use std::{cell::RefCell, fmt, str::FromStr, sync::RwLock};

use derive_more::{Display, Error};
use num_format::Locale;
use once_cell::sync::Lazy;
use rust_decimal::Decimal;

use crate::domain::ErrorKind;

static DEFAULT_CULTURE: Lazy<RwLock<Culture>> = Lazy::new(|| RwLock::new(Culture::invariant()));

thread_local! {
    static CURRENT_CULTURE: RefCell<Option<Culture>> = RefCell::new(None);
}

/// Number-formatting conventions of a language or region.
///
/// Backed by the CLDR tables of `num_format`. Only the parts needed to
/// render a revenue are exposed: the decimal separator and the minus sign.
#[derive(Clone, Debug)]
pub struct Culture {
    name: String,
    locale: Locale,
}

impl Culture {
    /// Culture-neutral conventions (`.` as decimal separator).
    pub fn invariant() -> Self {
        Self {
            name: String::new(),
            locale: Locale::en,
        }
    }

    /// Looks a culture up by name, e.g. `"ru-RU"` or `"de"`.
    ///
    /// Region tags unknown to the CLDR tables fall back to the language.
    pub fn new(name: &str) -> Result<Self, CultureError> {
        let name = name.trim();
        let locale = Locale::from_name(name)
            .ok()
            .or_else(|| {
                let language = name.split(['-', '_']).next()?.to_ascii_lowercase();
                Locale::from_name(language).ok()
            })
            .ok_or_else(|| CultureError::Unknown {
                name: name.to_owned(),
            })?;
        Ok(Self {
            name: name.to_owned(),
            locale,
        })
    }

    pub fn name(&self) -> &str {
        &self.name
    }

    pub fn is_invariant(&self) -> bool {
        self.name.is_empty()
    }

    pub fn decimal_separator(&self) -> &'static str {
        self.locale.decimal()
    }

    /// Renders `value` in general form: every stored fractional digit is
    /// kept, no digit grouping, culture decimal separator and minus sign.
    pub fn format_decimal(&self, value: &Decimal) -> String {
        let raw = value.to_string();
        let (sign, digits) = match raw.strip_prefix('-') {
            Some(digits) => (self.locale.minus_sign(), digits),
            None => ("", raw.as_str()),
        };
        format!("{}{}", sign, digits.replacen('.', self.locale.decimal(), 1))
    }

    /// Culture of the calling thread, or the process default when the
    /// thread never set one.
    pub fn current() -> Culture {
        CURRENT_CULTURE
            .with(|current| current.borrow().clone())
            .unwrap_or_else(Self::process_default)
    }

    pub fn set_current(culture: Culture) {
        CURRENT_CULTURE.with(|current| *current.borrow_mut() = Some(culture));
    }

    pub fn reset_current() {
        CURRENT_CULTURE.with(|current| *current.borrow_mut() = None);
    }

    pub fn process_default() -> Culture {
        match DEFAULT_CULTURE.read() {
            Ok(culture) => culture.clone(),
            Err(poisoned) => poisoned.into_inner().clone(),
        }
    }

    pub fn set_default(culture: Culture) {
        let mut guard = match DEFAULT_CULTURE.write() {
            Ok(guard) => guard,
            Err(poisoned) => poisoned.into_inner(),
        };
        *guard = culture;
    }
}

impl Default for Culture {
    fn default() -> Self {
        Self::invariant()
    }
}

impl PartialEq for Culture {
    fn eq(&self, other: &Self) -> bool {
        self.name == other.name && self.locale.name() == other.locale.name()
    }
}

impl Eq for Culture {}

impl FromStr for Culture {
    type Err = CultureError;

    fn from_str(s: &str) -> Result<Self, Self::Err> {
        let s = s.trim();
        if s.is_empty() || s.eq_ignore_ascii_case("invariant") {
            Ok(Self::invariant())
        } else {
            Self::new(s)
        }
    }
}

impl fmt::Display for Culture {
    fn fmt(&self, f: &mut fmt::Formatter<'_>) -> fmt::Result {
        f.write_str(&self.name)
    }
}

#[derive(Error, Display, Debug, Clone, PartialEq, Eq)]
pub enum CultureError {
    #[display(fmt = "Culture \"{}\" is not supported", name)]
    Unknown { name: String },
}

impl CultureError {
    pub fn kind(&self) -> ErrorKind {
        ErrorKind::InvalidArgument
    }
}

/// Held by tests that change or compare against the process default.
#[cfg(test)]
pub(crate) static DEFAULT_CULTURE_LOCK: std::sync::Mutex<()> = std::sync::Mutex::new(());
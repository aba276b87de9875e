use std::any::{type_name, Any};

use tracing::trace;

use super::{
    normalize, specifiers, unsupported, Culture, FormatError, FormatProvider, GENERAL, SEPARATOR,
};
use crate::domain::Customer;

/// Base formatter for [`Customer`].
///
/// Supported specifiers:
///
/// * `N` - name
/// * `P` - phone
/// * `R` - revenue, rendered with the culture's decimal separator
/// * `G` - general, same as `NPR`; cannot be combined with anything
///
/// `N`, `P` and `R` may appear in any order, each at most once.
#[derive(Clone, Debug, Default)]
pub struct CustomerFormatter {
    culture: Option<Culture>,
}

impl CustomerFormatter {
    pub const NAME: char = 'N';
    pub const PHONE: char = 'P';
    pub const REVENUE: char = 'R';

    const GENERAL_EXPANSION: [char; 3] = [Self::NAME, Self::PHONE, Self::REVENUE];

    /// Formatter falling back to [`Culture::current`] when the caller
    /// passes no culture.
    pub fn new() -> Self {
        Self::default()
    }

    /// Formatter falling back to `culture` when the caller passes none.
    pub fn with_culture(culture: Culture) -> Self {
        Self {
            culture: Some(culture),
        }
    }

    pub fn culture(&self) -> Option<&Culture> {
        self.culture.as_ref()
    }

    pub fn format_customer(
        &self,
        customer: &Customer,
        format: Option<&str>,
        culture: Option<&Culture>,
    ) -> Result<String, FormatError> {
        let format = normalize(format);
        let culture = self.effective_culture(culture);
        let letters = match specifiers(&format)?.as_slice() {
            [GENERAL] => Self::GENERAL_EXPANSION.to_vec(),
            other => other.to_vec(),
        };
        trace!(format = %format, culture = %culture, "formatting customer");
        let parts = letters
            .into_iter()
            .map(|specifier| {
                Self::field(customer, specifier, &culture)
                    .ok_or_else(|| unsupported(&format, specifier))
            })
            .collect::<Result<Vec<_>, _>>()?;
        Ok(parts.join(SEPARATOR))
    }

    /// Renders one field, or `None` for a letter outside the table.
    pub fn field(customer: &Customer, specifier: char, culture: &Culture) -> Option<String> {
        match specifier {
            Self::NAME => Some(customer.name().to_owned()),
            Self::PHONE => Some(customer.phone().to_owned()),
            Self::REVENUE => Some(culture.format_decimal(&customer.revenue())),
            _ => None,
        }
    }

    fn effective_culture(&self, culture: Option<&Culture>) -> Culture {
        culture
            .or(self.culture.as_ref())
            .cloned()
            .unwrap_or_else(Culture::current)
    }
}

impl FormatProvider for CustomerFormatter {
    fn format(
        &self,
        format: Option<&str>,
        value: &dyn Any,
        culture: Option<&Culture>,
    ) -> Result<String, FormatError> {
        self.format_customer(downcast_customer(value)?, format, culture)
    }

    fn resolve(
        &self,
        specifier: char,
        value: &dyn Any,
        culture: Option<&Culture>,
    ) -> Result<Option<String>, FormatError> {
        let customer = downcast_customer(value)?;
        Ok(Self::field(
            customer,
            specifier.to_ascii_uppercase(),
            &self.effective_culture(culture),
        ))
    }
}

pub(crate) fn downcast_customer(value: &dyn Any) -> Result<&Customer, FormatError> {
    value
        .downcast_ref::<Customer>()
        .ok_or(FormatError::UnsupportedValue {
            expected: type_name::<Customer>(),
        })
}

..........

Each line of the data above is to be set down exactly.

_REPLY_
use std::{cell::RefCell, fmt, str::FromStr, sync::RwLock};

use derive_more::{Display, Error};
use num_format::Locale;
use once_cell::sync::Lazy;
use rust_decimal::Decimal;

use crate::domain::ErrorKind;

static DEFAULT_CULTURE: Lazy<RwLock<Culture>> = Lazy::new(|| RwLock::new(Culture::invariant()));

thread_local! {
    static CURRENT_CULTURE: RefCell<Option<Culture>> = RefCell::new(None);
}

/// Number-formatting conventions of a language or region.
///
/// Backed by the CLDR tables of `num_format`. Only the parts needed to
/// render a revenue are exposed: the decimal separator and the minus sign.
#[derive(Clone, Debug)]
pub struct Culture {
    name: String,
    locale: Locale,
}

impl Culture {
    /// Culture-neutral conventions (`.` as decimal separator).
    pub fn invariant() -> Self {
        Self {
            name: String::new(),
            locale: Locale::en,
        }
    }

    /// Looks a culture up by name, e.g. `"ru-RU"` or `"de"`.
    ///
    /// Region tags unknown to the CLDR tables fall back to the language.
    pub fn new(name: &str) -> Result<Self, CultureError> {
        let name = name.trim();
        let locale = Locale::from_name(name)
            .ok()
            .or_else(|| {
                let language = name.split(['-', '_']).next()?.to_ascii_lowercase();
                Locale::from_name(language).ok()
            })
            .ok_or_else(|| CultureError::Unknown {
                name: name.to_owned(),
            })?;
        Ok(Self {
            name: name.to_owned(),
            locale,
        })
    }

    pub fn name(&self) -> &str {
        &self.name
    }

    pub fn is_invariant(&self) -> bool {
        self.name.is_empty()
    }

    pub fn decimal_separator(&self) -> &'static str {
        self.locale.decimal()
    }

    /// Renders `value` in general form: every stored fractional digit is
    /// kept, no digit grouping, culture decimal separator and minus sign.
    pub fn format_decimal(&self, value: &Decimal) -> String {
        let raw = value.to_string();
        let (sign, digits) = match raw.strip_prefix('-') {
            Some(digits) => (self.locale.minus_sign(), digits),
            None => ("", raw.as_str()),
        };
        format!("{}{}", sign, digits.replacen('.', self.locale.decimal(), 1))
    }

    /// Culture of the calling thread, or the process default when the
    /// thread never set one.
    pub fn current() -> Culture {
        CURRENT_CULTURE
            .with(|current| current.borrow().clone())
            .unwrap_or_else(Self::process_default)
    }

    pub fn set_current(culture: Culture) {
        CURRENT_CULTURE.with(|current| *current.borrow_mut() = Some(culture));
    }

    pub fn reset_current() {
        CURRENT_CULTURE.with(|current| *current.borrow_mut() = None);
    }

    pub fn process_default() -> Culture {
        match DEFAULT_CULTURE.read() {
            Ok(culture) => culture.clone(),
            Err(poisoned) => poisoned.into_inner().clone(),
        }
    }

    pub fn set_default(culture: Culture) {
        let mut guard = match DEFAULT_CULTURE.write() {
            Ok(guard) => guard,
            Err(poisoned) => poisoned.into_inner(),
        };
        *guard = culture;
    }
}

impl Default for Culture {
    fn default() -> Self {
        Self::invariant()
    }
}

impl PartialEq for Culture {
    fn eq(&self, other: &Self) -> bool {
        self.name == other.name && self.locale.name() == other.locale.name()
    }
}

impl Eq for Culture {}

impl FromStr for Culture {
    type Err = CultureError;

    fn from_str(s: &str) -> Result<Self, Self::Err> {
        let s = s.trim();
        if s.is_empty() || s.eq_ignore_ascii_case("invariant") {
            Ok(Self::invariant())
        } else {
            Self::new(s)
        }
    }
}

impl fmt::Display for Culture {
    fn fmt(&self, f: &mut fmt::Formatter<'_>) -> fmt::Result {
        f.write_str(&self.name)
    }
}

#[derive(Error, Display, Debug, Clone, PartialEq, Eq)]
pub enum CultureError {
    #[display(fmt = "Culture \"{}\" is not supported", name)]
    Unknown { name: String },
}

impl CultureError {
    pub fn kind(&self) -> ErrorKind {
        ErrorKind::InvalidArgument
    }
}

/// Held by tests that change or compare against the process default.
#[cfg(test)]
pub(crate) static DEFAULT_CULTURE_LOCK: std::sync::Mutex<()> = std::sync::Mutex::new(());
repository aba276b87de9875e
use std::any::{type_name, Any};

use tracing::trace;

use super::{
    normalize, specifiers, unsupported, Culture, FormatError, FormatProvider, GENERAL, SEPARATOR,
};
use crate::domain::Customer;

/// Base formatter for [`Customer`].
///
/// Supported specifiers:
///
/// * `N` - name
/// * `P` - phone
/// * `R` - revenue, rendered with the culture's decimal separator
/// * `G` - general, same as `NPR`; cannot be combined with anything
///
/// `N`, `P` and `R` may appear in any order, each at most once.
#[derive(Clone, Debug, Default)]
pub struct CustomerFormatter {
    culture: Option<Culture>,
}

impl CustomerFormatter {
    pub const NAME: char = 'N';
    pub const PHONE: char = 'P';
    pub const REVENUE: char = 'R';

    const GENERAL_EXPANSION: [char; 3] = [Self::NAME, Self::PHONE, Self::REVENUE];

    /// Formatter falling back to [`Culture::current`] when the caller
    /// passes no culture.
    pub fn new() -> Self {
        Self::default()
    }

    /// Formatter falling back to `culture` when the caller passes none.
    pub fn with_culture(culture: Culture) -> Self {
        Self {
            culture: Some(culture),
        }
    }

    pub fn culture(&self) -> Option<&Culture> {
        self.culture.as_ref()
    }

    pub fn format_customer(
        &self,
        customer: &Customer,
        format: Option<&str>,
        culture: Option<&Culture>,
    ) -> Result<String, FormatError> {
        let format = normalize(format);
        let culture = self.effective_culture(culture);
        let letters = match specifiers(&format)?.as_slice() {
            [GENERAL] => Self::GENERAL_EXPANSION.to_vec(),
            other => other.to_vec(),
        };
        trace!(format = %format, culture = %culture, "formatting customer");
        let parts = letters
            .into_iter()
            .map(|specifier| {
                Self::field(customer, specifier, &culture)
                    .ok_or_else(|| unsupported(&format, specifier))
            })
            .collect::<Result<Vec<_>, _>>()?;
        Ok(parts.join(SEPARATOR))
    }

    /// Renders one field, or `None` for a letter outside the table.
    pub fn field(customer: &Customer, specifier: char, culture: &Culture) -> Option<String> {
        match specifier {
            Self::NAME => Some(customer.name().to_owned()),
            Self::PHONE => Some(customer.phone().to_owned()),
            Self::REVENUE => Some(culture.format_decimal(&customer.revenue())),
            _ => None,
        }
    }

    fn effective_culture(&self, culture: Option<&Culture>) -> Culture {
        culture
            .or(self.culture.as_ref())
            .cloned()
            .unwrap_or_else(Culture::current)
    }
}

impl FormatProvider for CustomerFormatter {
    fn format(
        &self,
        format: Option<&str>,
        value: &dyn Any,
        culture: Option<&Culture>,
    ) -> Result<String, FormatError> {
        self.format_customer(downcast_customer(value)?, format, culture)
    }

    fn resolve(
        &self,
        specifier: char,
        value: &dyn Any,
        culture: Option<&Culture>,
    ) -> Result<Option<String>, FormatError> {
        let customer = downcast_customer(value)?;
        Ok(Self::field(
            customer,
            specifier.to_ascii_uppercase(),
            &self.effective_culture(culture),
        ))
    }
}

pub(crate) fn downcast_customer(value: &dyn Any) -> Result<&Customer, FormatError> {
    value
        .downcast_ref::<Customer>()
        .ok_or(FormatError::UnsupportedValue {
            expected: type_name::<Customer>(),
        })
}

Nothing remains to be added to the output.